The smog was especially heavy, and the wind had picked up, causing the young actor’s eyes to tear as he stood on the street corner awaiting his ride. Passers-by thought he was crying and possibly mentally disturbed, and steered clear of him. He didn’t really care, as he checked the time, that people were purposely avoiding him. He was only concerned that his ride hadn’t arrived.
“I can’t be late,” he thought. “The nation is waiting for my debut as an actor.”
But here he was, standing on a Los Angeles street corner, holding the box that contained the costume for his date with destiny. He turned, facing into the wind as he searched the traffic for his ride that would whisk him from the reality of his everyday world, into the fantasy world of his dreams.
He pulled his baseball cap down over his tearing eyes, hiding them from the looks of the passers-by.
As he continued to wait, he asked himself, “Why me? There were other actors Mr. Boone could have chosen from The Actors Workshop. Why me?”
He was a decent student, one of the top writers and actors in his graduating class. He was also one of the top fund-raisers in the school’s fundraising drives. He never caused trouble at school and was liked by the teaching staff and his classmates.

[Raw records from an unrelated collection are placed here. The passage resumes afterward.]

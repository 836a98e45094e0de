use pbr::ProgressBar;
use reachsim::config;
use reachsim::output;
use reachsim::runner::{RunOutcome, SimulationRunner};
use std::sync::atomic::AtomicBool;
use std::sync::Mutex;
use uuid::Uuid;

fn main() {
    tracing_subscriber::fmt::init();

    let conf = config::load_config();
    let debug = conf.debug;
    let days = (conf.scenario.steps * conf.scenario.reps) as u64;

    let runner = match SimulationRunner::new(conf.scenario) {
        Ok(runner) => runner.with_workers(conf.workers),
        Err(e) => {
            eprintln!("{}", e);
            std::process::exit(1);
        }
    };

    let run_id = Uuid::new_v4();
    let cancel = AtomicBool::new(false);

    let outcome = if debug {
        let pb = Mutex::new(ProgressBar::new(days));
        let report = |fraction: f32| {
            pb.lock().unwrap().set((fraction * days as f32) as u64);
        };
        let outcome = runner.run(run_id, Some(&report), &cancel);
        pb.lock().unwrap().finish();
        outcome
    } else {
        runner.run(run_id, None, &cancel)
    };

    match outcome {
        Ok(RunOutcome::Done(result)) => {
            let path = output::save(&result, runner.config()).expect("unable to write results");
            println!("Wrote output to {:?}", path);
        }
        Ok(RunOutcome::Cancelled {
            days_done,
            days_total,
        }) => {
            println!("Cancelled after {}/{} simulated days", days_done, days_total);
        }
        Err(e) => {
            eprintln!("{}", e);
            std::process::exit(1);
        }
    }
}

His stuttering problem was finally overcome with the help of his music and drama teachers. He finally began attracting the girls in his junior year and had to work especially hard to keep up with his studies.
He liked Elvis, but who didn’t? He and Ricky Nelson became friends when he met Ricky walking his dog by his aunt’s house in Hollywood Hills. The relationship resulted in Allen becoming an extra on the “Ozzie and Harriet Show.”
He loved to sing, too. He often imagined himself in a recording studio cutting a number one song for the Hit Parade. After getting an opportunity to join the Youth for Christ Choral and sing on KTTV, Channel 5, he thought his career in music was a sure thing. However, it wasn’t until he attempted to do solo parts that he realized he was more of a choir singer than a soloist.
He did a double take when his ride pulled up to the curb. He scrambled into the seat and the car sped away.
By the time the car pulled into the studio and drove him to the building where the show was being filmed, he was in nervous anticipation. He glanced at the large building with the lettering, “Studio B” on it. He allowed himself a smile. He was almost there.
He hurried from the car, walking beside his new friend who had been an extra on the show for a couple of years. It was then he heard someone call out his name.
His joy was evident as he turned and saw Mr. Boone approaching in a studio golf cart.
“How’s it going, Allen? Oh, and thanks for picking up Allen, Tony.”
Allen was beaming as he reached out his hand to shake hands with Mr. Boone.
Mr. Boone pushed open the big green door to the studio and escorted Allen and Tony to the set.
“Nice to see you, Allen. Welcome to the show,” said the director.
Allen caught his breath and stepped onto the set where some of the actors had already gathered, including Christy Boone, Mr. Boone’s niece and Allen’s high school classmate.
“I thought you’d never make it,” Christy remarked as she walked toward Allen and gave him a welcome hug. “I’m so glad Uncle Richard asked you to be part of the show. Here’s your copy of the script.”
As Allen and Christy followed Mr. Boone to the dressing and make-up rooms, he squeezed Christy’s hand, and smiling said, “I feel like I’m almost home.”
However, after two years in Hollywood, Allen realized this was not his home and that he was just passing through.